▸ **Exercise**
Set down all of the data again, character for character.
[Input records Boundary: Start]
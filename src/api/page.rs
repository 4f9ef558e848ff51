//! Client-side search and pagination over a fetched collection.

// self
use crate::{_prelude::*, api::Resource};

/// Search and paging parameters for list calls.
#[derive(Clone, Debug, PartialEq, Eq, Serialize, Deserialize)]
pub struct ListQuery {
	/// Case-insensitive substring matched against record labels.
	pub search: Option<String>,
	/// 1-based page number.
	pub page: usize,
	/// Items per page.
	pub per_page: usize,
}
impl ListQuery {
	/// Default page size.
	pub const DEFAULT_PER_PAGE: usize = 10;
	/// Largest accepted page size.
	pub const MAX_PER_PAGE: usize = 100;

	/// Sets the search term; blank terms clear it.
	pub fn with_search(mut self, search: impl Into<String>) -> Self {
		let search = search.into();
		let search = search.trim();

		self.search = (!search.is_empty()).then(|| search.to_owned());

		self
	}

	/// Sets the page, clamped to at least 1.
	pub fn with_page(mut self, page: usize) -> Self {
		self.page = page.max(1);

		self
	}

	/// Sets the page size, clamped to `1..=MAX_PER_PAGE`.
	pub fn with_per_page(mut self, per_page: usize) -> Self {
		self.per_page = per_page.clamp(1, Self::MAX_PER_PAGE);

		self
	}

	/// Filters `items` by label and slices out the requested page.
	pub fn apply<R>(&self, items: Vec<R>) -> Page<R>
	where
		R: Resource,
	{
		let page = self.page.max(1);
		let per_page = self.per_page.clamp(1, Self::MAX_PER_PAGE);
		let needle = self.search.as_deref().map(str::to_lowercase);
		let matching = items
			.into_iter()
			.filter(|item| match &needle {
				Some(needle) => item.label().to_lowercase().contains(needle.as_str()),
				None => true,
			})
			.collect::<Vec<_>>();
		let total = matching.len();
		let items = matching.into_iter().skip((page - 1).saturating_mul(per_page)).take(per_page).collect();

		Page { items, page, per_page, total }
	}
}
impl Default for ListQuery {
	fn default() -> Self {
		Self { search: None, page: 1, per_page: Self::DEFAULT_PER_PAGE }
	}
}

/// One page of a filtered collection.
#[derive(Clone, Debug, PartialEq, Eq, Serialize, Deserialize)]
pub struct Page<T> {
	/// Records on this page.
	pub items: Vec<T>,
	/// 1-based page number.
	pub page: usize,
	/// Page size the slice was cut with.
	pub per_page: usize,
	/// Number of matching records across all pages.
	pub total: usize,
}
impl<T> Page<T> {
	/// Number of pages; an empty result still has one.
	pub fn total_pages(&self) -> usize {
		self.total.div_ceil(self.per_page.max(1)).max(1)
	}

	/// Returns `true` when a later page exists.
	pub fn has_next(&self) -> bool {
		self.page < self.total_pages()
	}

	/// Returns `true` when an earlier page exists.
	pub fn has_prev(&self) -> bool {
		self.page > 1
	}

	/// Transforms the items while keeping the paging metadata.
	pub fn map<U>(self, f: impl FnMut(T) -> U) -> Page<U> {
		Page {
			items: self.items.into_iter().map(f).collect(),
			page: self.page,
			per_page: self.per_page,
			total: self.total,
		}
	}
}

#[cfg(test)]
mod tests {
	// self
	use super::*;
	use crate::api::Category;

	fn categories(names: &[&str]) -> Vec<Category> {
		names
			.iter()
			.enumerate()
			.map(|(i, name)| Category { id: i as i64 + 1, name: (*name).into() })
			.collect()
	}

	#[test]
	fn search_is_case_insensitive_and_counts_matches() {
		let query = ListQuery::default().with_search("  FRUIT ");
		let page = query.apply(categories(&["Fruit", "Dried fruit", "Dairy", "fruitcake"]));

		assert_eq!(page.total, 3);
		assert_eq!(page.items.iter().map(|c| c.id).collect::<Vec<_>>(), [1, 2, 4]);
		assert!(!page.has_next());
		assert!(!page.has_prev());
	}

	#[test]
	fn pages_slice_and_report_neighbours() {
		let names = (0..25).map(|i| format!("c{i:02}")).collect::<Vec<_>>();
		let items = categories(&names.iter().map(String::as_str).collect::<Vec<_>>());
		let page = ListQuery::default().with_page(3).apply(items.clone());

		assert_eq!(page.items.len(), 5);
		assert_eq!(page.total_pages(), 3);
		assert!(page.has_prev());
		assert!(!page.has_next());

		let past_end = ListQuery::default().with_page(9).apply(items);

		assert!(past_end.items.is_empty());
		assert_eq!(past_end.total, 25);
	}

	#[test]
	fn paging_parameters_are_clamped() {
		let query = ListQuery::default().with_page(0).with_per_page(1_000).with_search("   ");

		assert_eq!(query.page, 1);
		assert_eq!(query.per_page, ListQuery::MAX_PER_PAGE);
		assert_eq!(query.search, None);
		assert_eq!(ListQuery::default().with_per_page(0).per_page, 1);
		assert_eq!(Page::<()> { items: vec![], page: 1, per_page: 10, total: 0 }.total_pages(), 1);
	}
}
[Input records Boundary: End]
▸ **Written answer**
filename src/api/page.rs
repository 4f9ef558e848ff51
//! Client-side search and pagination over a fetched collection.

// self
use crate::{_prelude::*, api::Resource};

/// Search and paging parameters for list calls.
#[derive(Clone, Debug, PartialEq, Eq, Serialize, Deserialize)]
pub struct ListQuery {
	/// Case-insensitive substring matched against record labels.
	pub search: Option<String>,
	/// 1-based page number.
	pub page: usize,
	/// Items per page.
	pub per_page: usize,
}
impl ListQuery {
	/// Default page size.
	pub const DEFAULT_PER_PAGE: usize = 10;
	/// Largest accepted page size.
	pub const MAX_PER_PAGE: usize = 100;

	/// Sets the search term; blank terms clear it.
	pub fn with_search(mut self, search: impl Into<String>) -> Self {
		let search = search.into();
		let search = search.trim();

		self.search = (!search.is_empty()).then(|| search.to_owned());

		self
	}

	/// Sets the page, clamped to at least 1.
	pub fn with_page(mut self, page: usize) -> Self {
		self.page = page.max(1);

		self
	}

	/// Sets the page size, clamped to `1..=MAX_PER_PAGE`.
	pub fn with_per_page(mut self, per_page: usize) -> Self {
		self.per_page = per_page.clamp(1, Self::MAX_PER_PAGE);

		self
	}

	/// Filters `items` by label and slices out the requested page.
	pub fn apply<R>(&self, items: Vec<R>) -> Page<R>
	where
		R: Resource,
	{
		let page = self.page.max(1);
		let per_page = self.per_page.clamp(1, Self::MAX_PER_PAGE);
		let needle = self.search.as_deref().map(str::to_lowercase);
		let matching = items
			.into_iter()
			.filter(|item| match &needle {
				Some(needle) => item.label().to_lowercase().contains(needle.as_str()),
				None => true,
			})
			.collect::<Vec<_>>();
		let total = matching.len();
		let items = matching.into_iter().skip((page - 1).saturating_mul(per_page)).take(per_page).collect();

		Page { items, page, per_page, total }
	}
}
impl Default for ListQuery {
	fn default() -> Self {
		Self { search: None, page: 1, per_page: Self::DEFAULT_PER_PAGE }
	}
}

/// One page of a filtered collection.
#[derive(Clone, Debug, PartialEq, Eq, Serialize, Deserialize)]
pub struct Page<T> {
	/// Records on this page.
	pub items: Vec<T>,
	/// 1-based page number.
	pub page: usize,
	/// Page size the slice was cut with.
	pub per_page: usize,
	/// Number of matching records across all pages.
	pub total: usize,
}
impl<T> Page<T> {
	/// Number of pages; an empty result still has one.
	pub fn total_pages(&self) -> usize {
		self.total.div_ceil(self.per_page.max(1)).max(1)
	}

	/// Returns `true` when a later page exists.
	pub fn has_next(&self) -> bool {
		self.page < self.total_pages()
	}

	/// Returns `true` when an earlier page exists.
	pub fn has_prev(&self) -> bool {
		self.page > 1
	}

	/// Transforms the items while keeping the paging metadata.
	pub fn map<U>(self, f: impl FnMut(T) -> U) -> Page<U> {
		Page {
			items: self.items.into_iter().map(f).collect(),
			page: self.page,
			per_page: self.per_page,
			total: self.total,
		}
	}
}

#[cfg(test)]
mod tests {
	// self
	use super::*;
	use crate::api::Category;

	fn categories(names: &[&str]) -> Vec<Category> {
		names
			.iter()
			.enumerate()
			.map(|(i, name)| Category { id: i as i64 + 1, name: (*name).into() })
			.collect()
	}

	#[test]
	fn search_is_case_insensitive_and_counts_matches() {
		let query = ListQuery::default().with_search("  FRUIT ");
		let page = query.apply(categories(&["Fruit", "Dried fruit", "Dairy", "fruitcake"]));

		assert_eq!(page.total, 3);
		assert_eq!(page.items.iter().map(|c| c.id).collect::<Vec<_>>(), [1, 2, 4]);
		assert!(!page.has_next());
		assert!(!page.has_prev());
	}

	#[test]
	fn pages_slice_and_report_neighbours() {
		let names = (0..25).map(|i| format!("c{i:02}")).collect::<Vec<_>>();
		let items = categories(&names.iter().map(String::as_str).collect::<Vec<_>>());
		let page = ListQuery::default().with_page(3).apply(items.clone());

		assert_eq!(page.items.len(), 5);
		assert_eq!(page.total_pages(), 3);
		assert!(page.has_prev());
		assert!(!page.has_next());

		let past_end = ListQuery::default().with_page(9).apply(items);

		assert!(past_end.items.is_empty());
		assert_eq!(past_end.total, 25);
	}

	#[test]
	fn paging_parameters_are_clamped() {
		let query = ListQuery::default().with_page(0).with_per_page(1_000).with_search("   ");

		assert_eq!(query.page, 1);
		assert_eq!(query.per_page, ListQuery::MAX_PER_PAGE);
		assert_eq!(query.search, None);
		assert_eq!(ListQuery::default().with_per_page(0).per_page, 1);
		assert_eq!(Page::<()> { items: vec![], page: 1, per_page: 10, total: 0 }.total_pages(), 1);
	}
}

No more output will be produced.